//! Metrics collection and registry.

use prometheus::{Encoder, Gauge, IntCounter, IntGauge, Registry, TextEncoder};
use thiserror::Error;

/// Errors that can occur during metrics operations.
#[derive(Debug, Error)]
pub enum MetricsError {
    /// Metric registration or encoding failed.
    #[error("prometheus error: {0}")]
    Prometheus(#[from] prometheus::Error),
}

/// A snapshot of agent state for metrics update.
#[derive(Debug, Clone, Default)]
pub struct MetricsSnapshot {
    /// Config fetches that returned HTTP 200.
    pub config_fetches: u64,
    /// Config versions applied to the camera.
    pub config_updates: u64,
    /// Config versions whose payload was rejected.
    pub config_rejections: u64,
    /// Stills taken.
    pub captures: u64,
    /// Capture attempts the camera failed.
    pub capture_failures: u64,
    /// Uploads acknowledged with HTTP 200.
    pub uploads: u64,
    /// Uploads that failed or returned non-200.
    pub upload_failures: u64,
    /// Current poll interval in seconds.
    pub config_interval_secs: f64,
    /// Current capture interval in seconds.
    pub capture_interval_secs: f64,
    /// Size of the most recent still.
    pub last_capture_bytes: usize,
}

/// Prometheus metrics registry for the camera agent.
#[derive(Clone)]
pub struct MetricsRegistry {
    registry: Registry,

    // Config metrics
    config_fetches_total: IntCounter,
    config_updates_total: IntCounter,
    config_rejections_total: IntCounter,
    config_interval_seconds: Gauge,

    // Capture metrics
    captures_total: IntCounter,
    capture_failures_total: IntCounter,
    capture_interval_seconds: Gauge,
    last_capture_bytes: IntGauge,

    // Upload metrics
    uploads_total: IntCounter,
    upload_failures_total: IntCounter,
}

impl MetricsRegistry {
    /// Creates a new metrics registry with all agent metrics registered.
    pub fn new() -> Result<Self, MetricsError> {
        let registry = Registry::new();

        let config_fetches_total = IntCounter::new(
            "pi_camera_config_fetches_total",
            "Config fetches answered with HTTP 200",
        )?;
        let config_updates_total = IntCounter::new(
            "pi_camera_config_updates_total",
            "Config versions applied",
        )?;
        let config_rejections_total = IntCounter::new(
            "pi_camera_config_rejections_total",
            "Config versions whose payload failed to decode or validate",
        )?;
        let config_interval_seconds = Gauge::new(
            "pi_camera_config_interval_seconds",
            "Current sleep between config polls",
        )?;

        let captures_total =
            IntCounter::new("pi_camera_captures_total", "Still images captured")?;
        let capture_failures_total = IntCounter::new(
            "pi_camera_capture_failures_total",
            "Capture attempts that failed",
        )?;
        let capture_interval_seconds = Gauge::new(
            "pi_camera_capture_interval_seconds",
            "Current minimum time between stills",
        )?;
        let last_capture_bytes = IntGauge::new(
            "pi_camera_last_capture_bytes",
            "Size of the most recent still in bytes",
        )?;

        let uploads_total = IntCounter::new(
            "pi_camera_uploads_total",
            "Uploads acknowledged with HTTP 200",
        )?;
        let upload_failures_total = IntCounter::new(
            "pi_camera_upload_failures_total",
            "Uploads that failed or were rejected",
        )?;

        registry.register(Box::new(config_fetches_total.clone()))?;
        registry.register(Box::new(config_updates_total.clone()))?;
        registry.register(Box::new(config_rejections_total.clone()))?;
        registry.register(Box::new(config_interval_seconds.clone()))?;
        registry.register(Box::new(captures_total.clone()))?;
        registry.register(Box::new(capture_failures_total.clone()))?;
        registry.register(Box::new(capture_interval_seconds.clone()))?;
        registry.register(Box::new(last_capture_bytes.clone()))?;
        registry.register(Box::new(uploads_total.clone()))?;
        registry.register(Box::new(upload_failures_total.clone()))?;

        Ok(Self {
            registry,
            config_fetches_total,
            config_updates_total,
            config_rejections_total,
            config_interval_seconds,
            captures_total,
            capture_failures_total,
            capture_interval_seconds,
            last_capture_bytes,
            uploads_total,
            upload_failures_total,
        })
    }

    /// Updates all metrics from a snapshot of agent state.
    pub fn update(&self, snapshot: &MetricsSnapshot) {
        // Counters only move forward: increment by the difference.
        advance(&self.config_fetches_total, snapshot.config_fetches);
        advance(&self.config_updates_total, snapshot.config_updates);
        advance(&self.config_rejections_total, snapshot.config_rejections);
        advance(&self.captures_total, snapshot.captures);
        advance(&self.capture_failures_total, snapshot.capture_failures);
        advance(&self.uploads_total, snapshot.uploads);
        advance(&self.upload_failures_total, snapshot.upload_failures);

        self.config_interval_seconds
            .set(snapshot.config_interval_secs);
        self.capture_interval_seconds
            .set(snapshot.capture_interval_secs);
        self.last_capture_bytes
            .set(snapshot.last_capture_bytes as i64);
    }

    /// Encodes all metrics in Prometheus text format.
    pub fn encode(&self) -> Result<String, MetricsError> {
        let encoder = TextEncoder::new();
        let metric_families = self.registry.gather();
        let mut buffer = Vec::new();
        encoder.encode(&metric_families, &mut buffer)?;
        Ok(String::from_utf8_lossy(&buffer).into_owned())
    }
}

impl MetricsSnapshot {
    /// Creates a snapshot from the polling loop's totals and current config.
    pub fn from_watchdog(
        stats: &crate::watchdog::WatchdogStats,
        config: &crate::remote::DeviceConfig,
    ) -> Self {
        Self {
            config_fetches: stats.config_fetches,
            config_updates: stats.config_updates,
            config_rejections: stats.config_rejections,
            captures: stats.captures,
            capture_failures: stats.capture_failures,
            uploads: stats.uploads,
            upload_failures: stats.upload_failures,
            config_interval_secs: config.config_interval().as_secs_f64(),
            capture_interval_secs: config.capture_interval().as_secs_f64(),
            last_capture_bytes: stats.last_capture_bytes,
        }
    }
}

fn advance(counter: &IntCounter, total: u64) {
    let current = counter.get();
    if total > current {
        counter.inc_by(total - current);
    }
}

:::::

#### Exercise prompt
Every line above carrying the word "returned" needs to be shown.

#### Written answer
    /// Config fetches that returned HTTP 200.
    /// Uploads that failed or returned non-200.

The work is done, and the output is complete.